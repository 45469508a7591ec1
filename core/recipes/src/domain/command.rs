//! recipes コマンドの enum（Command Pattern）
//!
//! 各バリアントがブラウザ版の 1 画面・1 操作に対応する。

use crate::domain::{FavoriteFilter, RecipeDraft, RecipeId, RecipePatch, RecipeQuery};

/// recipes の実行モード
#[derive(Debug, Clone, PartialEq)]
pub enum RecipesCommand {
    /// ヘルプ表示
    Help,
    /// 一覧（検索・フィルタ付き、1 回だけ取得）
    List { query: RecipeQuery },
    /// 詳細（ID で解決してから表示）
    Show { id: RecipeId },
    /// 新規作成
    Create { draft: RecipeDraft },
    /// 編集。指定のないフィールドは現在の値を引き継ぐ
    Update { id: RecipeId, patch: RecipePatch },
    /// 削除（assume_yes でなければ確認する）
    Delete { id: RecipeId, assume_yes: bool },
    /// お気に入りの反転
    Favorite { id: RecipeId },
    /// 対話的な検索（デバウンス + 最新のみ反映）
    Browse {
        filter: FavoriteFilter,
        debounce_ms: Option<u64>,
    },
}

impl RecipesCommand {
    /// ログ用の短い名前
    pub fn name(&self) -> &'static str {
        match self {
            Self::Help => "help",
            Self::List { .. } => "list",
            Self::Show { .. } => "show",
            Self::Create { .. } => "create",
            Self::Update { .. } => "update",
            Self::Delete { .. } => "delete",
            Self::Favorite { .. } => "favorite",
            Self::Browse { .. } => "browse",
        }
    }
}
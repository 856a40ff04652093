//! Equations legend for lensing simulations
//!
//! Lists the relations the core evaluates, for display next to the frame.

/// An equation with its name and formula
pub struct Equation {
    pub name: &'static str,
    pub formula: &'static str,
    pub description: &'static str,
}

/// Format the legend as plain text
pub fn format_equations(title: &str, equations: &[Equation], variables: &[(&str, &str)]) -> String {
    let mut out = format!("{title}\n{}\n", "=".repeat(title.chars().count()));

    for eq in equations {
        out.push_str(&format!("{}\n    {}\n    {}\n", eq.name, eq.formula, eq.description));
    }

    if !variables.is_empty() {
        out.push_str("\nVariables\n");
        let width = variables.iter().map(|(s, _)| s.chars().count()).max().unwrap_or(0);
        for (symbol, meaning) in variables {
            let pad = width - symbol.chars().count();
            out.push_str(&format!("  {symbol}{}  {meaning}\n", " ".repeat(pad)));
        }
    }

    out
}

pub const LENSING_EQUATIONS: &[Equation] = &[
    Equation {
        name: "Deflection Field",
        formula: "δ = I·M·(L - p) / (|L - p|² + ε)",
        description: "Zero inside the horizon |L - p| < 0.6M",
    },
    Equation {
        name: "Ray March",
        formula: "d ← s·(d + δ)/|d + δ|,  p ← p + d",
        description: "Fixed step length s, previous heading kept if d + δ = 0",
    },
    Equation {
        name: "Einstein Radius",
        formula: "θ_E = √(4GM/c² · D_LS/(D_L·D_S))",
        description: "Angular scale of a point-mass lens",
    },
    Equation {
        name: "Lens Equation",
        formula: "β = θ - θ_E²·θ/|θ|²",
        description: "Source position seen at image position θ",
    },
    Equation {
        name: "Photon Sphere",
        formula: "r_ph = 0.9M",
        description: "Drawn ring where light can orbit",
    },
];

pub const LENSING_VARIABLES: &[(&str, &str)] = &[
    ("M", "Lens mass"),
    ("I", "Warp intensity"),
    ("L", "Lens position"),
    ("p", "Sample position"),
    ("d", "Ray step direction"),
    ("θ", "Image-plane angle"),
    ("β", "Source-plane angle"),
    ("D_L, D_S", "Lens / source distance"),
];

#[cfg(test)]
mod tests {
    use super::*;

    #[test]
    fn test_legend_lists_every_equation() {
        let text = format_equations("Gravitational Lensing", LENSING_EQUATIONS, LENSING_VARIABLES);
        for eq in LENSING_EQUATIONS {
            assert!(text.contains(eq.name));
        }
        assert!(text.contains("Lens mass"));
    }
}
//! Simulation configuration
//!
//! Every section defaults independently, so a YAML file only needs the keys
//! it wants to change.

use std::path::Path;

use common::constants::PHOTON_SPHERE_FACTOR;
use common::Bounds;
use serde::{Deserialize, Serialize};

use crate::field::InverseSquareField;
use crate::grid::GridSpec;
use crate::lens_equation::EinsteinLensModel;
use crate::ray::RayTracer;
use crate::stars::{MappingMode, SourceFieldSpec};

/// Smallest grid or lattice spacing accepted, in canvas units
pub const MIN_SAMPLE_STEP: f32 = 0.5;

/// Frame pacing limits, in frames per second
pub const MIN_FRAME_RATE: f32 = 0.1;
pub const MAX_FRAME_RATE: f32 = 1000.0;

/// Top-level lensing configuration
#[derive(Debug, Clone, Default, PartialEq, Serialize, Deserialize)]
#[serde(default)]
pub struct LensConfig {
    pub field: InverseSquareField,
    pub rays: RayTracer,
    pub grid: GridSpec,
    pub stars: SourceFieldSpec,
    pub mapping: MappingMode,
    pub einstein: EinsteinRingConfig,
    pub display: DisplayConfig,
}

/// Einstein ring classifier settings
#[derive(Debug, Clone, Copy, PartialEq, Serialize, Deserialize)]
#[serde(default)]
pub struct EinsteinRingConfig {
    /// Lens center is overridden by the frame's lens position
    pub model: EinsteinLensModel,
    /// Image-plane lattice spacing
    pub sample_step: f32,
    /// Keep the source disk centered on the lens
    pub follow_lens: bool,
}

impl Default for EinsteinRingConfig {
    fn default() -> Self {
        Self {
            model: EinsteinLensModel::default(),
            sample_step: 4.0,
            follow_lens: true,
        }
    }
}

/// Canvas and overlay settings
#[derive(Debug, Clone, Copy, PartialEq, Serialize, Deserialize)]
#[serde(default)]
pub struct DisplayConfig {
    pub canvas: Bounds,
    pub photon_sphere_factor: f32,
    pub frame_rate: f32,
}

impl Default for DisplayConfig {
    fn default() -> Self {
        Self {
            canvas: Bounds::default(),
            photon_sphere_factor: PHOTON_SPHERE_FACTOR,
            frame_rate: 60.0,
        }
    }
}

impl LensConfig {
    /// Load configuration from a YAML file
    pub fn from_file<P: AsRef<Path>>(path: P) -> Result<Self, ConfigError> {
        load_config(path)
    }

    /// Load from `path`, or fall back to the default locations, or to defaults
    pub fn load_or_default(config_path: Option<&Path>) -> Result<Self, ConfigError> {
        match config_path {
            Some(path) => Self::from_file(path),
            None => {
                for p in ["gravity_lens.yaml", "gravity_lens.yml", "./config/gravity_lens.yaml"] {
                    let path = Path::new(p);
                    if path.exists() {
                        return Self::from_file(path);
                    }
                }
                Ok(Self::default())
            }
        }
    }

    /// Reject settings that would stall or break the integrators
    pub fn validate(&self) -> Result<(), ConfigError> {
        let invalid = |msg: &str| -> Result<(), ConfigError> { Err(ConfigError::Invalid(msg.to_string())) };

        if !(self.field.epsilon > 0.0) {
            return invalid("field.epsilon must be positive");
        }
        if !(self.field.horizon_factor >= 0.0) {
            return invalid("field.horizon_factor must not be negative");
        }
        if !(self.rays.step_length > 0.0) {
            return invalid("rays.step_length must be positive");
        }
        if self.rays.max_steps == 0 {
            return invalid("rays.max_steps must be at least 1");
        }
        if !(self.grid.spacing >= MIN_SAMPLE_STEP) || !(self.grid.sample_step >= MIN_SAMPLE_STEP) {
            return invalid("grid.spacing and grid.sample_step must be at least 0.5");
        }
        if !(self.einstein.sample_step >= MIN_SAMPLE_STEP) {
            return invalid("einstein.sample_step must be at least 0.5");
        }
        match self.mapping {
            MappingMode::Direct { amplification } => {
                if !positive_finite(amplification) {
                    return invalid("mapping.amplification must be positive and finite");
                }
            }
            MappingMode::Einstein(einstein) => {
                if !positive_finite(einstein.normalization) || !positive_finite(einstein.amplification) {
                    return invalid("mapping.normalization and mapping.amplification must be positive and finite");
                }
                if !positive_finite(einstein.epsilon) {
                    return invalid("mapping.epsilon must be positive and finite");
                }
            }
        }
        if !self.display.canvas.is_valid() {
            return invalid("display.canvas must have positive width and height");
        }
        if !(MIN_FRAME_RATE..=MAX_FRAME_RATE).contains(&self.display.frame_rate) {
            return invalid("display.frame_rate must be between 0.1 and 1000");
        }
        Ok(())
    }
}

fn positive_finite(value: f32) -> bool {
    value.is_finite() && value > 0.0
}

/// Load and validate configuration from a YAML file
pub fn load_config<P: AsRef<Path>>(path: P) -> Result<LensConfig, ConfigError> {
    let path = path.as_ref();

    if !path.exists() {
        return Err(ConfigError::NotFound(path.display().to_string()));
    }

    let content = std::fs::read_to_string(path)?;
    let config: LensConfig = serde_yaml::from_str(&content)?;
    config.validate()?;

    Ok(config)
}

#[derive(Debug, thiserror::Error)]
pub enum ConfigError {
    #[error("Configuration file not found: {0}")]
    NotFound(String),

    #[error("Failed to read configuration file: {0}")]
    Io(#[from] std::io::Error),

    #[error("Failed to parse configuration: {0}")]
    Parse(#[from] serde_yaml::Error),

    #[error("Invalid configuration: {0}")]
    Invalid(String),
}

────────────────────

Each line above that contains the word "RayTracer" counts once; give the total and no other text.

(Output below): 2